L

L’écrivain engagé et ses ambivalences, de Herbert LOTTMAN, Odile Jacob, 2003

 

 

Herbert Lottman donne dans l’introduction sa définition de l’écrivain engagé :« celui (ou celle) qui, s’appuyant sur une œuvre déjà conséquente, a placé son nom, respecté et admiré, au service d’une cause. La réputation précède l’engagement et lui confère du poids. » Un doute lui vient alors quant à André Malraux qui a dit à Clara : « Pour atteindre le public, il est bon que quelque chose de plus que l’œuvre lui soit offert, biographie surprenante, notoriété préalable. » Mais il balaie aussitôt cette hésitation : « Malraux ne devint véritablement militant qu’après avoir écrit les livres qui passeront à la postérité… » Soit. Sauf que Lottman lui-même se contredit au chapitre « Malraux et son double » : « Ainsi, grâce à la ² biographie surprenante² échafaudée par Malraux, sa ² notoriété préalable² était désormais établie, et ses premiers ouvrages pouvaient être livrés à un public qui les attendait. »

 

De telles ambiguïtés seront rencontrées tout au long du court chapitre (18 pages, plus de deux fois moins que le chapitre consacré à George Sand qui est le meilleur du livre). Dans sa jeunesse « le sentiment de la révolte » et « le sens de l’injustice », mais quelques lignes plus loin « une alliance intellectuelle … avec les réactionnaires et nationalistes… Maurice Barrès et Charles Maurras. » L’expédition au Cambodge « pour étayer sa conviction que l’Orient pouvait servir de modèle l’Occident en matière de responsabilité collective, par sa façon d’intégrer l’individu au social » ou « afin d’en rapporter les précieuses statues et de les vendre aux Etats-Unis » ? Et ainsi de suite : Monsieur Lottman ne se mouille pas, et ne veut pas faire la part de la légende et de la réalité. De plus il se trompe souvent :

- « … lorsque Malraux s’envola pour une de ses missions - mais comme pilote bien sûr… »

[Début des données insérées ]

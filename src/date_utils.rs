use chrono::{DateTime, Days, Duration, LocalResult, NaiveDateTime, Offset, TimeZone};
use std::fmt::Display;

/// Move an instant forward by whole local calendar days.
///
/// The local date advances by `days` and the wall-clock time is kept, so the
/// elapsed time is 23 or 25 hours across a daylight-saving change. Returns
/// `None` only past the end of the representable calendar.
pub fn add_local_days<Tz: TimeZone>(instant: &DateTime<Tz>, days: u64) -> Option<DateTime<Tz>> {
    let local = instant.naive_local().checked_add_days(Days::new(days))?;
    resolve_local(&instant.timezone(), local)
}

/// Map a wall-clock time to an instant in `tz`.
///
/// Ambiguous times (clocks going back) take the earlier instant. Times that
/// do not exist (clocks going forward) are read with the offset in force
/// before the gap, so 02:30 on a one-hour spring-forward day becomes 03:30.
pub fn resolve_local<Tz: TimeZone>(tz: &Tz, local: NaiveDateTime) -> Option<DateTime<Tz>> {
    match tz.from_local_datetime(&local) {
        LocalResult::Single(dt) => Some(dt),
        LocalResult::Ambiguous(earliest, _) => Some(earliest),
        LocalResult::None => {
            let before = local.checked_sub_signed(Duration::days(1))?;
            let offset = tz.from_local_datetime(&before).earliest()?.offset().fix();
            let utc = local.checked_sub_signed(Duration::seconds(i64::from(offset.local_minus_utc())))?;
            Some(tz.from_utc_datetime(&utc))
        }
    }
}

pub fn format_timestamp<Tz: TimeZone>(instant: &DateTime<Tz>) -> String
where
    Tz::Offset: Display,
{
    instant.format("%Y-%m-%d %H:%M:%S").to_string()
}

/// e.g. "Sunday, October 18, 2026"
pub fn format_long_date<Tz: TimeZone>(instant: &DateTime<Tz>) -> String
where
    Tz::Offset: Display,
{
    instant.format("%A, %B %-d, %Y").to_string()
}

/// e.g. "Sun Oct 18"
pub fn format_short_date<Tz: TimeZone>(instant: &DateTime<Tz>) -> String
where
    Tz::Offset: Display,
{
    instant.format("%a %b %-d").to_string()
}

#[cfg(test)]
pub(crate) mod test_zone {
    use chrono::{FixedOffset, LocalResult, NaiveDate, NaiveDateTime, NaiveTime, TimeZone};

    /// A zone at UTC-5 that springs forward to UTC-4 at 02:00 local on
    /// 2024-03-10 and falls back at 02:00 local on 2024-11-03.
    #[derive(Debug, Clone, Copy, PartialEq, Eq)]
    pub struct EasternLike;

    fn standard() -> FixedOffset {
        FixedOffset::west_opt(5 * 3600).unwrap()
    }

    fn daylight() -> FixedOffset {
        FixedOffset::west_opt(4 * 3600).unwrap()
    }

    fn at(y: i32, m: u32, d: u32, h: u32) -> NaiveDateTime {
        NaiveDate::from_ymd_opt(y, m, d).unwrap().and_hms_opt(h, 0, 0).unwrap()
    }

    impl TimeZone for EasternLike {
        type Offset = FixedOffset;

        fn from_offset(_offset: &FixedOffset) -> Self {
            EasternLike
        }

        fn offset_from_local_date(&self, local: &NaiveDate) -> LocalResult<FixedOffset> {
            self.offset_from_local_datetime(&local.and_time(NaiveTime::MIN))
        }

        fn offset_from_local_datetime(&self, local: &NaiveDateTime) -> LocalResult<FixedOffset> {
            let spring = at(2024, 3, 10, 2);
            let fall = at(2024, 11, 3, 1);
            if *local < spring {
                LocalResult::Single(standard())
            } else if *local < at(2024, 3, 10, 3) {
                LocalResult::None
            } else if *local < fall {
                LocalResult::Single(daylight())
            } else if *local < at(2024, 11, 3, 2) {
                LocalResult::Ambiguous(daylight(), standard())
            } else {
                LocalResult::Single(standard())
            }
        }

        fn offset_from_utc_date(&self, utc: &NaiveDate) -> FixedOffset {
            self.offset_from_utc_datetime(&utc.and_time(NaiveTime::MIN))
        }

        fn offset_from_utc_datetime(&self, utc: &NaiveDateTime) -> FixedOffset {
            if *utc >= at(2024, 3, 10, 7) && *utc < at(2024, 11, 3, 6) {
                daylight()
            } else {
                standard()
            }
        }
    }
}
use chrono::NaiveDate;

use crate::astronomical::PhaseName;
use crate::icon::MoonIcon;

/// Every region the window paints, written only by the presenter.
#[derive(Debug, Clone, Default)]
pub struct PageModel {
    pub timestamp: String,
    pub today: TodaySection,
    pub toggle_label: String,
    pub forecast: ForecastPanel,
}

#[derive(Debug, Clone, Default)]
pub struct TodaySection {
    pub icon: Option<MoonIcon>,
    pub phase_name: String,
    pub date: String,
    pub illumination: String,
    pub age: String,
    pub next_full: String,
    pub next_new: String,
}

#[derive(Debug, Clone, Default)]
pub struct ForecastPanel {
    pub visible: bool,
    pub cards: Vec<ForecastCard>,
}

#[derive(Debug, Clone)]
pub struct ForecastCard {
    pub date: NaiveDate,
    pub icon: MoonIcon,
    pub phase_name: String,
    pub short_date: String,
    pub illumination: String,
}

/// "🌔 Waxing Gibbous"
pub fn phase_label(name: PhaseName) -> String {
    format!("{} {}", name.emoji(), name.label())
}

/// Percentage of a `[0, 1]` fraction, with `decimals` places.
pub fn format_percent(fraction: f64, decimals: usize) -> String {
    format!("{:.*}%", decimals, fraction * 100.0)
}

pub fn format_days(days: f64) -> String {
    format!("{days:.1} days")
}
use eframe::NativeOptions;
use egui::viewport::ViewportBuilder;
use tracing::info;

use moon_phase::config::Config;
use moon_phase::error::MoonError;
use moon_phase::logging;
use moon_phase::ui::MoonPhaseApp;

fn main() -> Result<(), MoonError> {
    logging::init();

    let config = Config::default();
    let options = NativeOptions {
        viewport: ViewportBuilder::default()
            .with_title("Moon Phase")
            .with_inner_size(config.window_size)
            .with_min_inner_size(config.min_window_size),
        ..Default::default()
    };

    let app = MoonPhaseApp::new(config)?;
    info!("Opening moon phase window");

    eframe::run_native(
        "Moon Phase",
        options,
        Box::new(|cc| {
            egui_extras::install_image_loaders(&cc.egui_ctx);
            Box::new(app)
        }),
    )?;
    Ok(())
}
use sqldrill_sandbox::dialect::SqliteDialect;
use sqldrill_sandbox::model::{ExecuteRequest, SchemaInput};
use sqldrill_sandbox::namespace::NamespaceAllocator;
use sqldrill_sandbox::providers::sqlite::SqliteConnection;
use sqldrill_sandbox::sandbox::SandboxExecutor;
use std::collections::HashSet;
use std::sync::atomic::AtomicU64;
use std::sync::{Arc, Mutex};

const CONCURRENT_CALLS: usize = 50;

#[test]
fn shared_sequence_yields_distinct_names_across_threads() {
    let sequence = Arc::new(AtomicU64::new(0));
    let names = Arc::new(Mutex::new(HashSet::new()));

    let handles: Vec<_> = (0..CONCURRENT_CALLS)
        .map(|_| {
            let sequence = sequence.clone();
            let names = names.clone();
            std::thread::spawn(move || {
                let alloc = NamespaceAllocator::with_sequence(sequence);
                for _ in 0..20 {
                    let name = alloc.next_name();
                    assert!(
                        names.lock().unwrap().insert(name.clone()),
                        "duplicate namespace name: {}",
                        name
                    );
                }
            })
        })
        .collect();

    for h in handles {
        h.join().unwrap();
    }
    assert_eq!(names.lock().unwrap().len(), CONCURRENT_CALLS * 20);
}

#[tokio::test(flavor = "multi_thread", worker_threads = 8)]
async fn fifty_concurrent_executions_all_verify_and_clean_up() -> anyhow::Result<()> {
    let sequence = Arc::new(AtomicU64::new(0));

    let mut handles = Vec::new();
    for i in 0..CONCURRENT_CALLS {
        let sequence = sequence.clone();
        handles.push(tokio::spawn(async move {
            // One connection per execution, as the contract requires.
            let conn = SqliteConnection::open_in_memory()?;
            let executor = SandboxExecutor::with_sequence(
                Arc::new(conn.clone()),
                Arc::new(SqliteDialect),
                sequence,
            );

            let schema = SchemaInput::Raw(format!(
                r#"[{{
                    "name": "scores",
                    "columns": [
                        {{"name": "id", "type": "INT"}},
                        {{"name": "points", "type": "INTEGER"}}
                    ],
                    "rows": [{{"id": 1, "points": {}}}]
                }}]"#,
                i
            ));
            let verdict = executor
                .execute_in_sandbox(ExecuteRequest {
                    candidate_sql: "SELECT points FROM scores".into(),
                    schema,
                    reference_sql: Some("SELECT points FROM scores".into()),
                    read_only: false,
                })
                .await?;

            use sqldrill_sandbox::providers::SqlConnection;
            let dbs = conn.query("PRAGMA database_list").await?;
            anyhow::ensure!(dbs.rows.len() == 1, "namespace leaked");
            anyhow::ensure!(verdict.is_correct, "verdict not correct");
            Ok::<_, anyhow::Error>(())
        }));
    }

    for h in handles {
        h.await??;
    }
    Ok(())
}
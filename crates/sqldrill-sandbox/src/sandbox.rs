use crate::compare::compare_result_sets;
use crate::dialect::Dialect;
use crate::errors::SandboxError;
use crate::model::{ExecutionOutcome, ExecuteRequest, SchemaDescription, VerificationVerdict};
use crate::namespace::{NamespaceAllocator, NamespaceHandle};
use crate::providers::SqlConnection;
use crate::schema;
use crate::validate::ensure_read_only;
use std::sync::atomic::AtomicU64;
use std::sync::Arc;
use std::time::Instant;

/// Coordinates one verification call: allocate namespace, materialize
/// schema, run candidate and reference, compare, release.
///
/// Constructed per call (or per request handler) around one connection;
/// the connection is never shared between concurrent executions. The only
/// cross-call state is the namespace sequence, which callers share via
/// `with_sequence`.
pub struct SandboxExecutor {
    conn: Arc<dyn SqlConnection>,
    dialect: Arc<dyn Dialect>,
    allocator: NamespaceAllocator,
}

impl SandboxExecutor {
    pub fn new(conn: Arc<dyn SqlConnection>, dialect: Arc<dyn Dialect>) -> Self {
        Self::with_sequence(conn, dialect, Arc::new(AtomicU64::new(0)))
    }

    pub fn with_sequence(
        conn: Arc<dyn SqlConnection>,
        dialect: Arc<dyn Dialect>,
        sequence: Arc<AtomicU64>,
    ) -> Self {
        Self {
            conn,
            dialect,
            allocator: NamespaceAllocator::with_sequence(sequence),
        }
    }

    /// Run one verification. The returned error is always
    /// `SandboxError::Allocation`; every other failure mode is folded into
    /// the verdict so the UI can render a per-call diagnostic. The
    /// namespace is dropped on every path after a successful allocation.
    pub async fn execute_in_sandbox(
        &self,
        request: ExecuteRequest,
    ) -> Result<VerificationVerdict, SandboxError> {
        if request.candidate_sql.trim().is_empty() {
            return Ok(VerificationVerdict::incorrect(ExecutionOutcome::failed(
                "candidate query must not be empty",
                0,
            )));
        }

        let schema = match request.schema.clone().into_description() {
            Ok(schema) => schema,
            Err(e) => {
                return Ok(VerificationVerdict::incorrect(ExecutionOutcome::failed(
                    format!("invalid schema description: {}", e),
                    0,
                )))
            }
        };

        if request.read_only {
            if let Err(e) = ensure_read_only(&request.candidate_sql) {
                return Ok(VerificationVerdict::incorrect(ExecutionOutcome::failed(
                    e.to_string(),
                    0,
                )));
            }
        }

        let started = Instant::now();
        let handle = self
            .allocator
            .allocate(self.conn.as_ref(), self.dialect.as_ref())
            .await?;

        let verdict = self.run_phases(&request, &schema, &handle, started).await;

        self.allocator
            .release(self.conn.as_ref(), self.dialect.as_ref(), handle)
            .await;

        Ok(verdict)
    }

    async fn run_phases(
        &self,
        request: &ExecuteRequest,
        schema: &SchemaDescription,
        handle: &NamespaceHandle,
        started: Instant,
    ) -> VerificationVerdict {
        if let Err(e) = schema::materialize(
            self.conn.as_ref(),
            self.dialect.as_ref(),
            handle.name(),
            schema,
        )
        .await
        {
            tracing::debug!(namespace = handle.name(), error = %e, "materialization failed");
            return VerificationVerdict::incorrect(ExecutionOutcome::failed(
                e.to_string(),
                elapsed_ms(started),
            ));
        }

        // A candidate failure is captured, not thrown: the reference still
        // runs and the namespace still comes down.
        let candidate = self.run_query(&request.candidate_sql, started).await;
        let reference = match &request.reference_sql {
            Some(sql) => Some(self.run_query(sql, started).await),
            None => None,
        };

        // A failing candidate is never correct, even if the reference also
        // failed. Without a reference there is nothing to verify against.
        let is_correct = match (&candidate.error, &reference) {
            (None, Some(r)) if r.error.is_none() => compare_result_sets(&candidate.rows, &r.rows),
            _ => false,
        };

        VerificationVerdict {
            is_correct,
            candidate,
            reference,
        }
    }

    async fn run_query(&self, sql: &str, started: Instant) -> ExecutionOutcome {
        match self.conn.query(sql).await {
            Ok(table) => ExecutionOutcome::from_table(table, elapsed_ms(started)),
            Err(e) => ExecutionOutcome::failed(e.to_string(), elapsed_ms(started)),
        }
    }
}

fn elapsed_ms(started: Instant) -> u64 {
    started.elapsed().as_millis() as u64
}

M. Lottman doit être un des derniers à croire que Malraux ait été pilote en Espagne.

- « … il se porta volontaire comme simple soldat dans le corps des chars d’assaut alors même qu’il aurait pu prétendre à bien des postes plus en vue. »

Eh non, dans l’armée française il n’était même pas simple soldat, il était réformé définitif. Il a fallu qu’il intrigue pour être incorporé.

- « il refusa d’être publié dans Paris occupé… »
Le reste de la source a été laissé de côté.